> **What is being asked**: The expected output is the complete listing, unchanged.

==== Data shown

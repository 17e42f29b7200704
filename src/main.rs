//! CLI entry point for the `bsvparse` tool.
//!
//! Parses each file named on the command line and reports diagnostics as
//! `file:line:col: error: message` on stderr. With `--dump` the AST of every
//! file is written to stdout.

use std::io::{self, Write};
use std::process::ExitCode;
use std::{env, fs};

use bsvparse::{LineIndex, ParseOptions, parse_with_options};

const USAGE: &str = "usage: bsvparse [--first-error] [--dump] FILE...";

#[derive(Debug, Default)]
struct Args {
    options: ParseOptions,
    dump: bool,
    files: Vec<String>,
}

fn parse_args(args: impl Iterator<Item = String>) -> Result<Args, String> {
    let mut out = Args::default();
    for arg in args {
        match arg.as_str() {
            "--first-error" => out.options = ParseOptions::first_error(),
            "--dump" => out.dump = true,
            flag if flag.starts_with("--") => return Err(format!("unknown option `{flag}`")),
            _ => out.files.push(arg),
        }
    }
    if out.files.is_empty() {
        return Err("no input files".to_string());
    }
    Ok(out)
}

/// Parse one file and report on it. Returns `true` when the file read and
/// parsed without diagnostics.
fn check_file(path: &str, args: &Args, out: &mut impl Write, err: &mut impl Write) -> bool {
    let src = match fs::read_to_string(path) {
        Ok(src) => src,
        Err(e) => {
            let _ = writeln!(err, "{path}: {e}");
            return false;
        }
    };
    let parsed = parse_with_options(&src, args.options);
    let lines = LineIndex::new(&src);
    for diag in parsed.diagnostics() {
        let pos = diag.position(&lines);
        let _ = writeln!(
            err,
            "{path}:{}:{}: {}: {}",
            pos.line,
            pos.column,
            diag.severity(),
            diag.message
        );
    }
    if args.dump {
        let _ = writeln!(out, "{:#?}", parsed.root());
    }
    parsed.is_ok()
}

fn main() -> ExitCode {
    let args = match parse_args(env::args().skip(1)) {
        Ok(args) => args,
        Err(msg) => {
            let _ = writeln!(io::stderr(), "bsvparse: {msg}\n{USAGE}");
            return ExitCode::from(2);
        }
    };
    let mut out = io::stdout().lock();
    let mut err = io::stderr().lock();
    let mut ok = true;
    for path in &args.files {
        ok &= check_file(path, &args, &mut out, &mut err);
    }
    if ok {
        ExitCode::SUCCESS
    } else {
        ExitCode::FAILURE
    }
}

#[cfg(test)]
mod tests {
    use rstest::rstest;

    use super::*;

    fn args(list: &[&str]) -> Result<Args, String> {
        parse_args(list.iter().map(ToString::to_string))
    }

    #[test]
    fn flags_and_files() {
        let parsed = args(&["--first-error", "a.bsv", "--dump", "b.bsv"]);
        let parsed = parsed.unwrap_or_default();
        assert!(parsed.dump);
        assert_eq!(parsed.options, ParseOptions::first_error());
        assert_eq!(parsed.files, ["a.bsv", "b.bsv"]);
    }

    #[rstest]
    #[case(&[], "no input files")]
    #[case(&["--verbose", "a.bsv"], "unknown option `--verbose`")]
    fn rejects_bad_arguments(#[case] list: &[&str], #[case] expected: &str) {
        assert_eq!(args(list).err().as_deref(), Some(expected));
    }
}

========

> **Task solution**:
repository 17e42f29b7200704
filename src/main.rs
//! CLI entry point for the `bsvparse` tool.
//!
//! Parses each file named on the command line and reports diagnostics as
//! `file:line:col: error: message` on stderr. With `--dump` the AST of every
//! file is written to stdout.

use std::io::{self, Write};
use std::process::ExitCode;
use std::{env, fs};

use bsvparse::{LineIndex, ParseOptions, parse_with_options};

const USAGE: &str = "usage: bsvparse [--first-error] [--dump] FILE...";

#[derive(Debug, Default)]
struct Args {
    options: ParseOptions,
    dump: bool,
    files: Vec<String>,
}

fn parse_args(args: impl Iterator<Item = String>) -> Result<Args, String> {
    let mut out = Args::default();
    for arg in args {
        match arg.as_str() {
            "--first-error" => out.options = ParseOptions::first_error(),
            "--dump" => out.dump = true,
            flag if flag.starts_with("--") => return Err(format!("unknown option `{flag}`")),
            _ => out.files.push(arg),
        }
    }
    if out.files.is_empty() {
        return Err("no input files".to_string());
    }
    Ok(out)
}

/// Parse one file and report on it. Returns `true` when the file read and
/// parsed without diagnostics.
fn check_file(path: &str, args: &Args, out: &mut impl Write, err: &mut impl Write) -> bool {
    let src = match fs::read_to_string(path) {
        Ok(src) => src,
        Err(e) => {
            let _ = writeln!(err, "{path}: {e}");
            return false;
        }
    };
    let parsed = parse_with_options(&src, args.options);
    let lines = LineIndex::new(&src);
    for diag in parsed.diagnostics() {
        let pos = diag.position(&lines);
        let _ = writeln!(
            err,
            "{path}:{}:{}: {}: {}",
            pos.line,
            pos.column,
            diag.severity(),
            diag.message
        );
    }
    if args.dump {
        let _ = writeln!(out, "{:#?}", parsed.root());
    }
    parsed.is_ok()
}

fn main() -> ExitCode {
    let args = match parse_args(env::args().skip(1)) {
        Ok(args) => args,
        Err(msg) => {
            let _ = writeln!(io::stderr(), "bsvparse: {msg}\n{USAGE}");
            return ExitCode::from(2);
        }
    };
    let mut out = io::stdout().lock();
    let mut err = io::stderr().lock();
    let mut ok = true;
    for path in &args.files {
        ok &= check_file(path, &args, &mut out, &mut err);
    }
    if ok {
        ExitCode::SUCCESS
    } else {
        ExitCode::FAILURE
    }
}

#[cfg(test)]
mod tests {
    use rstest::rstest;

    use super::*;

    fn args(list: &[&str]) -> Result<Args, String> {
        parse_args(list.iter().map(ToString::to_string))
    }

    #[test]
    fn flags_and_files() {
        let parsed = args(&["--first-error", "a.bsv", "--dump", "b.bsv"]);
        let parsed = parsed.unwrap_or_default();
        assert!(parsed.dump);
        assert_eq!(parsed.options, ParseOptions::first_error());
        assert_eq!(parsed.files, ["a.bsv", "b.bsv"]);
    }

    #[rstest]
    #[case(&[], "no input files")]
    #[case(&["--verbose", "a.bsv"], "unknown option `--verbose`")]
    fn rejects_bad_arguments(#[case] list: &[&str], #[case] expected: &str) {
        assert_eq!(args(list).err().as_deref(), Some(expected));
    }
}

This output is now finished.